▶ [What is expected]:
The records that follow should be retyped word for word.

(Saved entries)

• • • • • • •

use std::fmt;
use std::time::Duration;
use thiserror::Error;

/// What kind of reference-data entry a lookup was for.
#[derive(Debug, Clone, Copy, PartialEq, Eq)]
pub enum EntityKind {
    Move,
    Species,
}

impl fmt::Display for EntityKind {
    fn fmt(&self, f: &mut fmt::Formatter<'_>) -> fmt::Result {
        match self {
            EntityKind::Move => write!(f, "move"),
            EntityKind::Species => write!(f, "species"),
        }
    }
}

/// Errors raised while loading or querying reference data.
#[derive(Debug, Clone, PartialEq, Eq, Error)]
pub enum DexError {
    /// The id does not resolve to any entry in the table.
    #[error("unknown {kind}: {id}")]
    UnknownEntity { kind: EntityKind, id: String },
    /// The bundled or supplied RON text could not be parsed.
    #[error("malformed data: {0}")]
    MalformedData(String),
}

/// Errors raised by the turn simulator.
#[derive(Debug, Clone, PartialEq, Eq, Error)]
pub enum SimulationError {
    #[error(transparent)]
    Dex(#[from] DexError),
    /// The action references something unavailable this turn.
    #[error("invalid action for side {side}: {reason}")]
    InvalidAction { side: usize, reason: String },
    #[error("side {0} has no active combatant")]
    NoActiveCombatant(usize),
}

/// Failures of an out-of-process evaluator, predictor or proposer.
#[derive(Debug, Clone, PartialEq, Eq, Error)]
pub enum OracleError {
    #[error("oracle timed out after {0:?}")]
    Timeout(Duration),
    #[error("malformed oracle response: {0}")]
    Malformed(String),
    #[error("oracle transport failure: {0}")]
    Transport(String),
    #[error("oracle unavailable")]
    Unavailable,
}

/// Main error type for the battle core.
#[derive(Debug, Clone, PartialEq, Eq, Error)]
pub enum EngineError {
    #[error("reference data error: {0}")]
    Dex(#[from] DexError),
    #[error("simulation error: {0}")]
    Simulation(#[from] SimulationError),
    #[error("oracle error: {0}")]
    Oracle(#[from] OracleError),
    #[error("configuration error: {0}")]
    Config(String),
    #[error("invalid action: {0}")]
    InvalidAction(String),
    /// Neither a move nor a switch is available. The battle is over or the
    /// state handed to the agent is corrupt.
    #[error("no legal action available")]
    NoLegalAction,
    #[error("decision deadline of {0:?} exceeded")]
    DeadlineExceeded(Duration),
}

impl EngineError {
    /// Whether the error came from an unresolvable move or species id.
    pub fn is_unknown_entity(&self) -> bool {
        matches!(
            self,
            EngineError::Dex(DexError::UnknownEntity { .. })
                | EngineError::Simulation(SimulationError::Dex(DexError::UnknownEntity { .. }))
        )
    }
}

pub type EngineResult<T> = Result<T, EngineError>;
pub type DexResult<T> = Result<T, DexError>;
pub type SimulationResult<T> = Result<T, SimulationError>;
pub type OracleResult<T> = Result<T, OracleError>;

#[cfg(test)]
mod tests {
    use super::*;

    #[test]
    fn unknown_entity_survives_conversion() {
        let dex = DexError::UnknownEntity {
            kind: EntityKind::Move,
            id: "megapunch".to_string(),
        };
        assert_eq!(dex.to_string(), "unknown move: megapunch");

        let engine: EngineError = SimulationError::from(dex).into();
        assert!(engine.is_unknown_entity());
        assert!(!EngineError::NoLegalAction.is_unknown_entity());
    }
}
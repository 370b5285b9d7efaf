//! Per-ruleset mechanics flags, loaded from RON.

use crate::battle::type_chart::{ChartKind, TypeOverride};
use crate::errors::{EngineError, EngineResult};
use serde::{Deserialize, Serialize};
use std::path::Path;

const GEN1_RULESET: &str = include_str!("../../data/rulesets/gen1.ron");
const MODERN_RULESET: &str = include_str!("../../data/rulesets/modern.ron");

/// Damage band as `[max * min / denominator, max * max / denominator]`.
#[derive(Debug, Clone, Copy, PartialEq, Eq, Serialize, Deserialize)]
pub struct RandomBand {
    pub min: u32,
    pub max: u32,
    pub denominator: u32,
}

#[derive(Debug, Clone, Copy, PartialEq, Eq, Serialize, Deserialize)]
pub enum CritModel {
    /// `floor(base_speed / 2) / 256`, times eight for high-crit moves.
    SpeedBased,
    /// Stage table 1/24, 1/8, 1/2, 1.
    Staged,
}

#[derive(Debug, Clone, Copy, PartialEq, Serialize, Deserialize)]
pub enum CritPlacement {
    /// Multiplies the level inside the base formula.
    LevelTerm(u32),
    /// Multiplies the damage after the base formula.
    FinalModifier(f64),
}

/// Which boost stages a critical hit disregards.
#[derive(Debug, Clone, Copy, PartialEq, Eq, Serialize, Deserialize)]
pub enum CritBoostRule {
    IgnoreAll,
    /// Drops the attacker's negative and the defender's positive stages only.
    IgnoreUnfavorable,
}

#[derive(Debug, Clone, PartialEq, Serialize, Deserialize)]
#[serde(default)]
pub struct Ruleset {
    pub name: String,
    pub chart: ChartKind,
    pub chart_overrides: Vec<TypeOverride>,
    pub level: u8,
    pub iv: u8,
    pub ev: u16,
    pub stab: f64,
    pub random_band: RandomBand,
    pub crit_model: CritModel,
    pub crit_placement: CritPlacement,
    pub crit_boosts: CritBoostRule,
    /// Caps every hit chance at 255/256.
    pub universal_miss: bool,
    /// Physical or special is decided by the move's type, not the move.
    pub category_by_type: bool,
    pub min_damage_one: bool,
    pub items_and_abilities: bool,
    pub paralysis_speed_divisor: u16,
    pub full_paralysis_chance: u8,
    /// Residual damage is `max_hp / burn_residual`.
    pub burn_residual: u16,
    pub poison_residual: u16,
    pub sleep_turns: (u8, u8),
    pub waking_consumes_turn: bool,
    pub thaw_chance: u8,
    pub screen_turns: u8,
    pub weather_turns: u8,
}

impl Default for Ruleset {
    fn default() -> Self {
        Self {
            name: "modern".to_string(),
            chart: ChartKind::Modern,
            chart_overrides: Vec::new(),
            level: 100,
            iv: 31,
            ev: 84,
            stab: 1.5,
            random_band: RandomBand {
                min: 85,
                max: 100,
                denominator: 100,
            },
            crit_model: CritModel::Staged,
            crit_placement: CritPlacement::FinalModifier(1.5),
            crit_boosts: CritBoostRule::IgnoreUnfavorable,
            universal_miss: false,
            category_by_type: false,
            min_damage_one: true,
            items_and_abilities: true,
            paralysis_speed_divisor: 2,
            full_paralysis_chance: 25,
            burn_residual: 16,
            poison_residual: 8,
            sleep_turns: (1, 3),
            waking_consumes_turn: false,
            thaw_chance: 20,
            screen_turns: 5,
            weather_turns: 5,
        }
    }
}

impl Ruleset {
    pub fn from_ron(text: &str) -> EngineResult<Self> {
        ron::from_str(text).map_err(|err| EngineError::Config(err.to_string()))
    }

    pub fn load(path: &Path) -> EngineResult<Self> {
        let text = std::fs::read_to_string(path)
            .map_err(|err| EngineError::Config(format!("{}: {}", path.display(), err)))?;
        Self::from_ron(&text)
    }

    /// Looks up one of the rulesets compiled into the binary.
    pub fn bundled(name: &str) -> EngineResult<Self> {
        match name {
            "gen1" | "classic" => Self::from_ron(GEN1_RULESET),
            "modern" => Self::from_ron(MODERN_RULESET),
            other => Err(EngineError::Config(format!("no bundled ruleset named {other}"))),
        }
    }

    pub fn classic() -> EngineResult<Self> {
        Self::bundled("gen1")
    }

    pub fn modern() -> EngineResult<Self> {
        Self::bundled("modern")
    }
}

• • • • • • •

▶ [Solution]:
use std::fmt;
use std::time::Duration;
use thiserror::Error;

/// What kind of reference-data entry a lookup was for.
#[derive(Debug, Clone, Copy, PartialEq, Eq)]
pub enum EntityKind {
    Move,
    Species,
}

impl fmt::Display for EntityKind {
    fn fmt(&self, f: &mut fmt::Formatter<'_>) -> fmt::Result {
        match self {
            EntityKind::Move => write!(f, "move"),
            EntityKind::Species => write!(f, "species"),
        }
    }
}

/// Errors raised while loading or querying reference data.
#[derive(Debug, Clone, PartialEq, Eq, Error)]
pub enum DexError {
    /// The id does not resolve to any entry in the table.
    #[error("unknown {kind}: {id}")]
    UnknownEntity { kind: EntityKind, id: String },
    /// The bundled or supplied RON text could not be parsed.
    #[error("malformed data: {0}")]
    MalformedData(String),
}

/// Errors raised by the turn simulator.
#[derive(Debug, Clone, PartialEq, Eq, Error)]
pub enum SimulationError {
    #[error(transparent)]
    Dex(#[from] DexError),
    /// The action references something unavailable this turn.
    #[error("invalid action for side {side}: {reason}")]
    InvalidAction { side: usize, reason: String },
    #[error("side {0} has no active combatant")]
    NoActiveCombatant(usize),
}

/// Failures of an out-of-process evaluator, predictor or proposer.
#[derive(Debug, Clone, PartialEq, Eq, Error)]
pub enum OracleError {
    #[error("oracle timed out after {0:?}")]
    Timeout(Duration),
    #[error("malformed oracle response: {0}")]
    Malformed(String),
    #[error("oracle transport failure: {0}")]
    Transport(String),
    #[error("oracle unavailable")]
    Unavailable,
}

/// Main error type for the battle core.
#[derive(Debug, Clone, PartialEq, Eq, Error)]
pub enum EngineError {
    #[error("reference data error: {0}")]
    Dex(#[from] DexError),
    #[error("simulation error: {0}")]
    Simulation(#[from] SimulationError),
    #[error("oracle error: {0}")]
    Oracle(#[from] OracleError),
    #[error("configuration error: {0}")]
    Config(String),
    #[error("invalid action: {0}")]
    InvalidAction(String),
    /// Neither a move nor a switch is available. The battle is over or the
    /// state handed to the agent is corrupt.
    #[error("no legal action available")]
    NoLegalAction,
    #[error("decision deadline of {0:?} exceeded")]
    DeadlineExceeded(Duration),
}

impl EngineError {
    /// Whether the error came from an unresolvable move or species id.
    pub fn is_unknown_entity(&self) -> bool {
        matches!(
            self,
            EngineError::Dex(DexError::UnknownEntity { .. })
                | EngineError::Simulation(SimulationError::Dex(DexError::UnknownEntity { .. }))
        )
    }
}

pub type EngineResult<T> = Result<T, EngineError>;
pub type DexResult<T> = Result<T, DexError>;
pub type SimulationResult<T> = Result<T, SimulationError>;
pub type OracleResult<T> = Result<T, OracleError>;

#[cfg(test)]
mod tests {
    use super::*;

    #[test]
    fn unknown_entity_survives_conversion() {
        let dex = DexError::UnknownEntity {
            kind: EntityKind::Move,
            id: "megapunch".to_string(),
        };
        assert_eq!(dex.to_string(), "unknown move: megapunch");

        let engine: EngineError = SimulationError::from(dex).into();
        assert!(engine.is_unknown_entity());
        assert!(!EngineError::NoLegalAction.is_unknown_entity());
    }
}
repository 370b5285b9d7efaf
//! Per-ruleset mechanics flags, loaded from RON.

use crate::battle::type_chart::{ChartKind, TypeOverride};
use crate::errors::{EngineError, EngineResult};
use serde::{Deserialize, Serialize};
use std::path::Path;

const GEN1_RULESET: &str = include_str!("../../data/rulesets/gen1.ron");
const MODERN_RULESET: &str = include_str!("../../data/rulesets/modern.ron");

/// Damage band as `[max * min / denominator, max * max / denominator]`.
#[derive(Debug, Clone, Copy, PartialEq, Eq, Serialize, Deserialize)]
pub struct RandomBand {
    pub min: u32,
    pub max: u32,
    pub denominator: u32,
}

#[derive(Debug, Clone, Copy, PartialEq, Eq, Serialize, Deserialize)]
pub enum CritModel {
    /// `floor(base_speed / 2) / 256`, times eight for high-crit moves.
    SpeedBased,
    /// Stage table 1/24, 1/8, 1/2, 1.
    Staged,
}

#[derive(Debug, Clone, Copy, PartialEq, Serialize, Deserialize)]
pub enum CritPlacement {
    /// Multiplies the level inside the base formula.
    LevelTerm(u32),
    /// Multiplies the damage after the base formula.
    FinalModifier(f64),
}

/// Which boost stages a critical hit disregards.
#[derive(Debug, Clone, Copy, PartialEq, Eq, Serialize, Deserialize)]
pub enum CritBoostRule {
    IgnoreAll,
    /// Drops the attacker's negative and the defender's positive stages only.
    IgnoreUnfavorable,
}

#[derive(Debug, Clone, PartialEq, Serialize, Deserialize)]
#[serde(default)]
pub struct Ruleset {
    pub name: String,
    pub chart: ChartKind,
    pub chart_overrides: Vec<TypeOverride>,
    pub level: u8,
    pub iv: u8,
    pub ev: u16,
    pub stab: f64,
    pub random_band: RandomBand,
    pub crit_model: CritModel,
    pub crit_placement: CritPlacement,
    pub crit_boosts: CritBoostRule,
    /// Caps every hit chance at 255/256.
    pub universal_miss: bool,
    /// Physical or special is decided by the move's type, not the move.
    pub category_by_type: bool,
    pub min_damage_one: bool,
    pub items_and_abilities: bool,
    pub paralysis_speed_divisor: u16,
    pub full_paralysis_chance: u8,
    /// Residual damage is `max_hp / burn_residual`.
    pub burn_residual: u16,
    pub poison_residual: u16,
    pub sleep_turns: (u8, u8),
    pub waking_consumes_turn: bool,
    pub thaw_chance: u8,
    pub screen_turns: u8,
    pub weather_turns: u8,
}

impl Default for Ruleset {
    fn default() -> Self {
        Self {
            name: "modern".to_string(),
            chart: ChartKind::Modern,
            chart_overrides: Vec::new(),
            level: 100,
            iv: 31,
            ev: 84,
            stab: 1.5,
            random_band: RandomBand {
                min: 85,
                max: 100,
                denominator: 100,
            },
            crit_model: CritModel::Staged,
            crit_placement: CritPlacement::FinalModifier(1.5),
            crit_boosts: CritBoostRule::IgnoreUnfavorable,
            universal_miss: false,
            category_by_type: false,
            min_damage_one: true,
            items_and_abilities: true,
            paralysis_speed_divisor: 2,
            full_paralysis_chance: 25,
            burn_residual: 16,
            poison_residual: 8,
            sleep_turns: (1, 3),
            waking_consumes_turn: false,
            thaw_chance: 20,
            screen_turns: 5,
            weather_turns: 5,
        }
    }
}

impl Ruleset {
    pub fn from_ron(text: &str) -> EngineResult<Self> {
        ron::from_str(text).map_err(|err| EngineError::Config(err.to_string()))
    }

    pub fn load(path: &Path) -> EngineResult<Self> {
        let text = std::fs::read_to_string(path)
            .map_err(|err| EngineError::Config(format!("{}: {}", path.display(), err)))?;
        Self::from_ron(&text)
    }

    /// Looks up one of the rulesets compiled into the binary.
    pub fn bundled(name: &str) -> EngineResult<Self> {
        match name {
            "gen1" | "classic" => Self::from_ron(GEN1_RULESET),
            "modern" => Self::from_ron(MODERN_RULESET),
            other => Err(EngineError::Config(format!("no bundled ruleset named {other}"))),
        }
    }

    pub fn classic() -> EngineResult<Self> {
        Self::bundled("gen1")
    }

    pub fn modern() -> EngineResult<Self> {
        Self::bundled("modern")
    }
}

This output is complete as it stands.